_WORK ORDER_.
Report each line below that carries the word "SelfFollow".

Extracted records
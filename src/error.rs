//! Error types for Aviary
//!
//! All errors in the application are converted to `AppError`,
//! which implements `IntoResponse` for proper HTTP error responses.

use axum::http::StatusCode;
use axum::response::{IntoResponse, Response};
use thiserror::Error;

/// Application-wide error type
///
/// This enum represents all possible errors that can occur
/// in the application. It implements `IntoResponse` to
/// automatically convert errors to appropriate HTTP responses.
#[derive(Debug, Error)]
pub enum AppError {
    /// Resource not found (404)
    #[error("{0}")]
    NotFound(String),

    /// Authentication required (401)
    #[error("Authentication required")]
    Unauthorized,

    /// Validation error (400)
    #[error("Validation error: {0}")]
    Validation(String),

    /// Attempt to follow one's own profile (400)
    #[error("You can't follow yourself")]
    SelfFollow,

    /// Database error (500)
    #[error("Database error: {0}")]
    Database(#[from] sqlx::Error),

    /// Token signing/verification error (500)
    #[error("Encryption error: {0}")]
    Encryption(String),

    /// Configuration error (500)
    #[error("Configuration error: {0}")]
    Config(String),

    /// Internal server error (500)
    #[error("Internal error: {0}")]
    Internal(#[from] anyhow::Error),
}

impl From<config::ConfigError> for AppError {
    fn from(err: config::ConfigError) -> Self {
        AppError::Config(err.to_string())
    }
}

impl IntoResponse for AppError {
    /// Convert error to HTTP response
    ///
    /// Maps each error variant to appropriate HTTP status code
    /// and JSON error body.
    fn into_response(self) -> Response {
        use axum::Json;

        let (status, error_message, error_type) = match &self {
            AppError::NotFound(msg) => (StatusCode::NOT_FOUND, msg.clone(), "not_found"),
            AppError::Unauthorized => (StatusCode::UNAUTHORIZED, self.to_string(), "unauthorized"),
            AppError::Validation(msg) => (StatusCode::BAD_REQUEST, msg.clone(), "validation"),
            AppError::SelfFollow => (StatusCode::BAD_REQUEST, self.to_string(), "self_follow"),
            AppError::Database(_) => (
                StatusCode::INTERNAL_SERVER_ERROR,
                "Database error".to_string(),
                "database",
            ),
            AppError::Encryption(msg) => {
                (StatusCode::INTERNAL_SERVER_ERROR, msg.clone(), "encryption")
            }
            AppError::Config(msg) => (StatusCode::INTERNAL_SERVER_ERROR, msg.clone(), "config"),
            AppError::Internal(_) => (
                StatusCode::INTERNAL_SERVER_ERROR,
                "Internal server error".to_string(),
                "internal",
            ),
        };

        // Record error metric
        use crate::metrics::ERRORS_TOTAL;
        ERRORS_TOTAL
            .with_label_values(&[error_type, "unknown"])
            .inc();

        let body = Json(serde_json::json!({
            "error": error_message,
        }));

        (status, body).into_response()
    }
}

/// Result type alias using AppError
pub type Result<T> = std::result::Result<T, AppError>;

_ANSWER TO THIS EXERCISE_.
    SelfFollow,
            AppError::SelfFollow => (StatusCode::BAD_REQUEST, self.to_string(), "self_follow"),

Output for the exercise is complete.